Andreas Gelz entwickelt am Beispiel von Miguel de Unamunos 1933 erschienenem Roman „San Manuel Bueno, mártir“ eine „Poetik des Skandals“, die innerhalb des Textes verbleibt. Insofern unterscheidet sich seine Skandalbetrachtung von den übrigen Skandalen des Bandes, wirft aber auch neue Lichter darauf. Dass der Skandal als Thema  oder Schreibweise einen literarischen Text strukturieren kann, liegt an seiner eigenen narrativen Funktionsweise. Dass solche Texte sich besonders durch die „Inszenierung von Ununterscheidbarkeitssituationen, Paradoxien und Aporien“ hervortun, bestätigt die Annahme Frank Böschs, der den Skandal „zwischen Komplexitätsreduktion und -steigerung“ verortet hat.

Wolfgang Asholts Untersuchung der Avantgarde-Skandale läuft genau wie Jochen Meckes Beitrag „Ästhetik des Skandals – Skandal der Literatur“ darauf hinaus, das Vorhandensein von Literaturskandalen in der Gegenwart in Frage zu stellen. Die „radikale Freiheit“, die die Avantgarden durch „Selbstherausforderung“ noch herzustellen vermochten, sei heute nicht mehr möglich (Asholt), wir befänden uns in einer „postskandalösen Epoche“ (Mecke), in der das Ausbleiben eines Skandals den eigentlichen Skandal darstelle. Beide Beiträge liefern interessante Ansätze, indem sie Musterfälle herausarbeiten, die literaturgeschichtlich nachwirken. Doch unterschätzen sie nicht die Literatur, wenn sie ihr aus Gründen ihrer ökonomischen Abhängigkeit die Fähigkeit absprechen, das Verhältnis von Kunst und Gesellschaft noch mitzugestalten? Und überschätzen sie nicht die moralische und emotionale Toleranz der Leser? Schließlich entscheidet immer noch die Rezipientenseite über das Skandalpotential eines literarischen Textes. 

Theoretisierung

Während manche Beiträger mit den bereits entwickelten Skandaldefinitionen arbeiten, sind andere mit Neu- und Umdefinitionen beschäftigt.
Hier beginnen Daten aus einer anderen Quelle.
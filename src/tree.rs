use crate::domain::{Icon, StatusCode, StatusEntry};
use std::collections::HashMap;

pub type NodeId = usize;

pub const ROOT_ID: &str = ".";
const ROOT_NAME: &str = "Changes";

/// Auto-expansion stops at nodes with more children than this.
const EXPAND_CHILD_LIMIT: usize = 5;

#[derive(Debug, Clone)]
pub struct TreeNode {
    /// Canonical '/'-joined path prefix; the root is `"."`.
    pub id: String,
    /// Last path segment.
    pub name: String,
    pub children: Vec<NodeId>,
    /// Back-reference for upward traversal; `None` on the root.
    pub parent: Option<NodeId>,
    /// Sum of all descendant leaf sizes, including self for leaves.
    pub size: u64,
    /// Raw status code, set on leaves only.
    pub status: Option<StatusCode>,
    pub icon: Option<Icon>,
}

/// Hierarchical view over a flat status listing. Nodes live in an arena and
/// reference each other by index, so parent links stay non-owning.
#[derive(Debug, Clone)]
pub struct ChangeTree {
    nodes: Vec<TreeNode>,
    by_id: HashMap<String, NodeId>,
}

impl Default for ChangeTree {
    fn default() -> Self {
        Self::new()
    }
}

impl ChangeTree {
    pub fn new() -> Self {
        let root = TreeNode {
            id: ROOT_ID.to_string(),
            name: ROOT_NAME.to_string(),
            children: Vec::new(),
            parent: None,
            size: 0,
            status: None,
            icon: None,
        };
        let mut by_id = HashMap::new();
        by_id.insert(ROOT_ID.to_string(), 0);
        Self {
            nodes: vec![root],
            by_id,
        }
    }

    /// Builds a fresh tree from an ordered status listing. Each entry's size
    /// is added to every node on its path so directory totals reflect all
    /// descendants; the leaf additionally records its status code and icon.
    pub fn build(entries: &[StatusEntry]) -> Self {
        let mut tree = Self::new();

        for entry in entries {
            let segments: Vec<&str> = entry.path.split('/').collect();
            tree.nodes[0].size += entry.size_bytes;

            let mut current = 0;
            let mut prefix = String::new();
            for (depth, segment) in segments.iter().enumerate() {
                if depth > 0 {
                    prefix.push('/');
                }
                prefix.push_str(segment);

                let node = tree.child_or_insert(current, &prefix, segment);
                tree.nodes[node].size += entry.size_bytes;
                if depth == segments.len() - 1 {
                    tree.nodes[node].status = Some(entry.code);
                    tree.nodes[node].icon = Some(Icon::for_code(entry.code));
                }
                current = node;
            }
        }

        tree
    }

    fn child_or_insert(&mut self, parent: NodeId, id: &str, name: &str) -> NodeId {
        if let Some(&existing) = self.by_id.get(id)
            && self.nodes[existing].parent == Some(parent)
        {
            return existing;
        }

        let node = self.nodes.len();
        self.nodes.push(TreeNode {
            id: id.to_string(),
            name: name.to_string(),
            children: Vec::new(),
            parent: Some(parent),
            size: 0,
            status: None,
            icon: None,
        });
        self.nodes[parent].children.push(node);
        self.by_id.insert(id.to_string(), node);
        node
    }

    pub fn root(&self) -> NodeId {
        0
    }

    pub fn node(&self, id: NodeId) -> &TreeNode {
        &self.nodes[id]
    }

    pub fn find(&self, id: &str) -> Option<NodeId> {
        self.by_id.get(id).copied()
    }

    pub fn len(&self) -> usize {
        self.nodes.len()
    }

    pub fn is_empty(&self) -> bool {
        self.nodes.len() == 1
    }

    /// Lazily enumerates leaf descendants of `start` (including `start`
    /// itself when it has no children). Iteration uses an explicit stack, so
    /// depth is bounded by the longest path, and the iterator can be
    /// recreated at any time.
    pub fn leaves(&self, start: NodeId) -> Leaves<'_> {
        Leaves {
            tree: self,
            stack: vec![start],
        }
    }

    /// Default expansion list for the presentation layer: the root plus every
    /// node reachable from the top level without passing through a node that
    /// has more than five children.
    pub fn expanded_ids(&self) -> Vec<String> {
        let mut expanded = vec![ROOT_ID.to_string()];
        let mut stack: Vec<NodeId> = self.nodes[0].children.iter().rev().copied().collect();
        while let Some(id) = stack.pop() {
            let node = &self.nodes[id];
            if node.children.len() > EXPAND_CHILD_LIMIT {
                continue;
            }
            expanded.push(node.id.clone());
            stack.extend(node.children.iter().rev());
        }
        expanded
    }
}

pub struct Leaves<'a> {
    tree: &'a ChangeTree,
    stack: Vec<NodeId>,
}

impl Iterator for Leaves<'_> {
    type Item = NodeId;

    fn next(&mut self) -> Option<NodeId> {
        while let Some(id) = self.stack.pop() {
            let node = &self.tree.nodes[id];
            if node.children.is_empty() {
                return Some(id);
            }
            self.stack.extend(node.children.iter().rev());
        }
        None
    }
}
//! Change tracking and reconciliation for ISA-based research data
//! workspaces.
//!
//! The crate turns raw version-control status output into a navigable change
//! tree with size aggregation and large-file selection heuristics, and keeps
//! the on-disk workspace consistent with an in-memory domain model by
//! applying declarative contract batches. Version control, the spreadsheet
//! codec, and the domain model itself stay behind traits; the presentation
//! layer observes everything through [`state::SharedState`].

pub mod config;
pub mod domain;
pub mod fs;
pub mod git;
pub mod ignore;
pub mod net;
pub mod selection;
pub mod state;
pub mod sync;
pub mod tree;
pub mod watch;
pub mod workspace;

// Re-export the types most hosts touch.
pub use config::EngineConfig;
pub use domain::{
    ArcModel, Contract, ContractDto, DtoType, EntityKind, Operation, SpreadsheetCodec, StatusEntry,
    Workbook,
};
pub use fs::{FileStore, LocalFileStore, WatchEvent};
pub use git::{GitOps, GitRunner, ShellGitRunner};
pub use ignore::IgnoreToggle;
pub use net::RequestSupervisor;
pub use selection::{SelectionSet, TrackedFileMap};
pub use state::{SharedState, Snapshot};
pub use sync::{SyncOutcome, SyncReport, apply_contracts};
pub use tree::ChangeTree;
pub use watch::ReloadDebouncer;
pub use workspace::Workspace;
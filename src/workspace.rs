use crate::config::EngineConfig;
use crate::domain::{
    ArcModel, Contract, ContractDto, EntityKind, INVESTIGATION_FILE, SpreadsheetCodec,
};
use crate::fs::FileStore;
use crate::git::{GitOps, GitRunner};
use crate::ignore::{GITIGNORE_FILE, IgnoreToggle, default_gitignore_contract};
use crate::selection::{default_selection, toggle};
use crate::state::SharedState;
use crate::sync::{Diagnostic, SyncIssue, SyncOutcome, SyncReport, apply_contracts};
use crate::tree::ChangeTree;
use anyhow::Result;
use std::io;
use std::path::{Path, PathBuf};
use std::sync::Arc;
use std::sync::atomic::{AtomicBool, Ordering};

/// Result of one load pass. `Skipped` means the root is not a workspace
/// (no investigation file), which is a no-op rather than an error.
#[derive(Debug)]
pub struct LoadReport {
    pub outcome: SyncOutcome,
    pub diagnostics: Vec<Diagnostic>,
}

struct BusyGuard {
    state: SharedState,
}

impl BusyGuard {
    fn hold(state: &SharedState) -> Self {
        state.set_busy(true);
        Self {
            state: state.clone(),
        }
    }
}

impl Drop for BusyGuard {
    fn drop(&mut self) {
        self.state.set_busy(false);
    }
}

struct SuppressGuard {
    flag: Option<Arc<AtomicBool>>,
}

impl SuppressGuard {
    fn hold(flag: Option<&Arc<AtomicBool>>) -> Self {
        if let Some(flag) = flag {
            flag.store(true, Ordering::SeqCst);
        }
        Self {
            flag: flag.cloned(),
        }
    }
}

impl Drop for SuppressGuard {
    fn drop(&mut self) {
        if let Some(flag) = &self.flag {
            flag.store(false, Ordering::SeqCst);
        }
    }
}

/// Binds the collaborators together for one tracked root: load and save
/// flows, status polling, selection, and ignore maintenance.
///
/// Operations here are meant to be driven from a single logical control
/// flow. The busy flag in the state bag is advisory; nothing blocks a second
/// caller from overlapping operations against the same root, and doing so is
/// a caller error.
pub struct Workspace {
    fs: Arc<dyn FileStore>,
    codec: Arc<dyn SpreadsheetCodec>,
    git: GitOps,
    state: SharedState,
    watch_suppress: Option<Arc<AtomicBool>>,
    commit_author: String,
}

impl Workspace {
    pub fn new(
        root: impl Into<PathBuf>,
        fs: Arc<dyn FileStore>,
        runner: Arc<dyn GitRunner>,
        codec: Arc<dyn SpreadsheetCodec>,
        state: SharedState,
        config: &EngineConfig,
    ) -> Self {
        let threshold = config.lfs_threshold_mib;
        state.update(|snapshot| snapshot.lfs_threshold_mib = threshold);
        Self {
            fs,
            codec,
            git: GitOps::new(runner, root),
            state,
            watch_suppress: None,
            commit_author: config.commit_author.clone(),
        }
    }

    pub fn root(&self) -> &Path {
        self.git.root()
    }

    pub fn state(&self) -> &SharedState {
        &self.state
    }

    pub fn git(&self) -> &GitOps {
        &self.git
    }

    /// Wires in the debouncer's suppression flag so bulk writes do not feed
    /// back through the watcher.
    pub fn attach_watch_suppression(&mut self, flag: Arc<AtomicBool>) {
        self.watch_suppress = Some(flag);
    }

    /// Reads the on-disk workspace into the domain model: every read
    /// contract gets its file decoded through the codec, and the resolved
    /// batch is handed back to the model. Unreadable or undecodable files
    /// degrade to diagnostics instead of aborting the load.
    pub fn load(&self, model: &mut dyn ArcModel) -> LoadReport {
        if !self.fs.exists(&self.root().join(INVESTIGATION_FILE)) {
            return LoadReport {
                outcome: SyncOutcome::Skipped,
                diagnostics: Vec::new(),
            };
        }

        let _busy = BusyGuard::hold(&self.state);
        let mut diagnostics = Vec::new();
        let mut resolved = Vec::new();

        for contract in model.read_contracts() {
            match self.fs.read(&self.root().join(&contract.path)) {
                Ok(bytes) => match self.codec.from_bytes(&bytes) {
                    Ok(workbook) => resolved.push(Contract {
                        dto: Some(ContractDto::Workbook(workbook)),
                        ..contract
                    }),
                    Err(err) => diagnostics.push(Diagnostic {
                        contract: contract.describe(),
                        issue: SyncIssue::Codec(err),
                    }),
                },
                Err(err) => diagnostics.push(Diagnostic {
                    contract: contract.describe(),
                    issue: SyncIssue::Io(err),
                }),
            }
        }

        if let Err(err) = model.set_isa_from_contracts(resolved) {
            diagnostics.push(Diagnostic {
                contract: "ISA read batch".to_string(),
                issue: SyncIssue::Model(err),
            });
        }

        let git_initialized = self.git.is_initialized();
        self.state
            .update(|snapshot| snapshot.git_initialized = git_initialized);

        LoadReport {
            outcome: if diagnostics.is_empty() {
                SyncOutcome::Clean
            } else {
                SyncOutcome::WithDiagnostics
            },
            diagnostics,
        }
    }

    /// Writes pending model changes to disk. `force` takes the full write
    /// contract set instead of only the dirty updates. A missing ignore file
    /// is materialized as part of the same batch.
    pub fn save(&self, model: &mut dyn ArcModel, force: bool) -> SyncReport {
        let _busy = BusyGuard::hold(&self.state);
        let _quiet = SuppressGuard::hold(self.watch_suppress.as_ref());

        model.update_file_system();
        let mut contracts = if force {
            model.write_contracts()
        } else {
            model.update_contracts()
        };

        if !self.fs.exists(&self.root().join(GITIGNORE_FILE)) {
            contracts.push(default_gitignore_contract());
        }

        apply_contracts(
            self.fs.as_ref(),
            self.codec.as_ref(),
            model,
            self.root(),
            &contracts,
        )
    }

    /// Bootstraps a new workspace: full save, read-back, then version
    /// control init with the configured author.
    pub fn create(&self, model: &mut dyn ArcModel) -> SyncReport {
        let mut report = self.save(model, true);
        let load = self.load(model);
        report.diagnostics.extend(load.diagnostics);

        let (ok, message) = self.git.init_workspace(&self.commit_author);
        if !ok {
            report.diagnostics.push(Diagnostic {
                contract: format!("INIT {}", self.root().display()),
                issue: SyncIssue::Tool(message),
            });
        }
        report
    }

    pub fn delete_entity(
        &self,
        model: &mut dyn ArcModel,
        kind: EntityKind,
        identifier: &str,
    ) -> SyncReport {
        let contracts = model.delete_contracts(kind, identifier);
        self.apply_batch(model, &contracts)
    }

    pub fn rename_entity(
        &self,
        model: &mut dyn ArcModel,
        kind: EntityKind,
        old_identifier: &str,
        new_identifier: &str,
    ) -> SyncReport {
        let contracts = model.rename_contracts(kind, old_identifier, new_identifier);
        self.apply_batch(model, &contracts)
    }

    fn apply_batch(&self, model: &mut dyn ArcModel, contracts: &[Contract]) -> SyncReport {
        let _busy = BusyGuard::hold(&self.state);
        let _quiet = SuppressGuard::hold(self.watch_suppress.as_ref());
        apply_contracts(
            self.fs.as_ref(),
            self.codec.as_ref(),
            model,
            self.root(),
            contracts,
        )
    }

    /// Status poll: rebuilds the change tree, recomputes the default
    /// selection (manual picks are discarded by design), and publishes the
    /// whole view to the state bag.
    pub fn refresh_changes(&self) {
        let _busy = BusyGuard::hold(&self.state);

        let (entries, rebasing) = self.git.status_entries(self.fs.as_ref());
        let tree = ChangeTree::build(&entries);
        let tracked = self.git.tracked_lfs_files();
        let expanded = tree.expanded_ids();

        self.state.update(move |snapshot| {
            snapshot.selection =
                default_selection(&tree, &tracked, snapshot.lfs_threshold_bytes());
            snapshot.tree = tree;
            snapshot.tracked_lfs = tracked;
            snapshot.expanded = expanded;
            snapshot.rebase_in_progress = rebasing;
        });
    }

    pub fn refresh_remotes(&self) {
        let branches = self.git.branches();
        let mut remotes = self.git.remotes();
        self.git.check_remotes(&mut remotes);

        self.state.update(move |snapshot| {
            snapshot.branches = branches;
            snapshot.remotes = remotes;
        });
    }

    /// Changing the threshold recomputes the selection over the current
    /// tree, the same way a fresh poll would.
    pub fn set_lfs_threshold(&self, mib: f64) {
        self.state.update(|snapshot| {
            snapshot.lfs_threshold_mib = mib;
            let selection = default_selection(
                &snapshot.tree,
                &snapshot.tracked_lfs,
                snapshot.lfs_threshold_bytes(),
            );
            snapshot.selection = selection;
        });
    }

    /// Tri-state selection toggle on a tree node; returns false when the id
    /// is not in the current tree.
    pub fn toggle_selection(&self, id: &str) -> bool {
        let mut found = false;
        self.state.update(|snapshot| {
            if let Some(node) = snapshot.tree.find(id) {
                found = true;
                toggle(&snapshot.tree, &mut snapshot.selection, node);
            }
        });
        found
    }

    pub fn toggle_ignore(
        &self,
        model: &mut dyn ArcModel,
        absolute_path: &Path,
    ) -> Result<IgnoreToggle> {
        crate::ignore::toggle_ignore(
            self.fs.as_ref(),
            self.codec.as_ref(),
            model,
            &self.git,
            &self.state,
            absolute_path,
        )
    }

    pub fn set_git_user(&self, name: &str, email: &str) -> (bool, String) {
        self.git.set_user(name, email)
    }

    pub fn open_in_explorer(&self) -> io::Result<()> {
        self.fs.open_path(self.root())
    }

    /// All spreadsheet files under the root, for hosts constructing the
    /// domain model from file paths.
    pub fn spreadsheet_paths(&self) -> io::Result<Vec<PathBuf>> {
        self.fs.all_spreadsheets(self.root())
    }
}
use crate::domain::{ASSAY_FILE, STUDY_FILE};
use crate::fs::WatchEvent;
use std::path::Path;
use std::sync::Arc;
use std::sync::atomic::{AtomicBool, Ordering};
use tokio::sync::mpsc::{UnboundedReceiver, UnboundedSender, unbounded_channel};
use tokio::time::{Duration, Instant, sleep_until};
use tracing::debug;

pub const DEFAULT_QUIET_WINDOW: Duration = Duration::from_millis(300);

/// Only study and assay definition files drive reconciliation; everything
/// else the watcher reports is noise here.
pub fn is_definition_file(path: &Path) -> bool {
    let text = path.to_string_lossy();
    text.contains(STUDY_FILE) || text.contains(ASSAY_FILE)
}

/// Trailing-edge debounce between the filesystem watcher and the domain
/// reload. Every relevant event re-arms the quiet window; one reload signal
/// is emitted when the window expires undisturbed. While the suppression
/// flag is set (bulk writes in flight), incoming events are dropped so the
/// engine's own writes cannot trigger a reload of themselves.
pub struct ReloadDebouncer {
    events: UnboundedSender<WatchEvent>,
    suppress: Arc<AtomicBool>,
}

impl ReloadDebouncer {
    pub fn spawn(quiet: Duration) -> (Self, UnboundedReceiver<()>) {
        let (event_tx, mut event_rx) = unbounded_channel::<WatchEvent>();
        let (reload_tx, reload_rx) = unbounded_channel::<()>();
        let suppress = Arc::new(AtomicBool::new(false));
        let suppressed = suppress.clone();

        tokio::spawn(async move {
            let mut deadline: Option<Instant> = None;
            loop {
                tokio::select! {
                    event = event_rx.recv() => match event {
                        Some(event) => {
                            if suppressed.load(Ordering::SeqCst) {
                                continue;
                            }
                            if !is_definition_file(&event.path) {
                                continue;
                            }
                            debug!(path = %event.path.display(), "definition change, arming reload");
                            deadline = Some(Instant::now() + quiet);
                        }
                        None => break,
                    },
                    _ = sleep_until(deadline.unwrap_or_else(Instant::now)), if deadline.is_some() => {
                        deadline = None;
                        if reload_tx.send(()).is_err() {
                            break;
                        }
                    }
                }
            }
        });

        (
            Self {
                events: event_tx,
                suppress,
            },
            reload_rx,
        )
    }

    /// Feeds one raw watcher event into the filter.
    pub fn notify(&self, event: WatchEvent) {
        let _ = self.events.send(event);
    }

    pub fn set_suppressed(&self, suppressed: bool) {
        self.suppress.store(suppressed, Ordering::SeqCst);
    }

    pub fn suppressed(&self) -> bool {
        self.suppress.load(Ordering::SeqCst)
    }

    /// Shared handle to the suppression flag, for callers that set it around
    /// their own write batches.
    pub fn suppression_flag(&self) -> Arc<AtomicBool> {
        self.suppress.clone()
    }
}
Sehr radikale Neukonzeptionen scheitern aber entweder an künstlichen Differenzierungen oder an deren radikaler Aufgabe. Gilcher-Holteys versucht die Affäre vom politischen Skandal zu unterscheiden, indem sie als Auslöser der  Affäre den Intellektuellen im Gegensatz zum Journalisten oder Politiker beim Skandal ausmacht. Außerdem werde im Zuge einer Affäre meist ein zu Unrecht Beschuldigter verteidigt: unschwer ist die Dreyfus-Affäre als Vorbild für dieses Modell auszumachen. Es ist sicher nicht falsch, Skandaltypen zu unterscheiden, in denen es eher um emotional-spontane oder reflexiv-kritische Reaktionen auf einen Sachverhalt geht. Da beides – das stellt auch Gilcher-Holtey fest – jedoch mit einer Mobilisierung der Öffentlichkeit einhergeht und die Affäre sogar als „Skandalisierung eines Skandals“ beschrieben wird, bietet sich die von anderen Beiträgern vorgenommene Unterscheidung zwischen Skandal und Gegenskandal besser an – zumal auch Journalisten ja durchaus Intellektuelle sein können.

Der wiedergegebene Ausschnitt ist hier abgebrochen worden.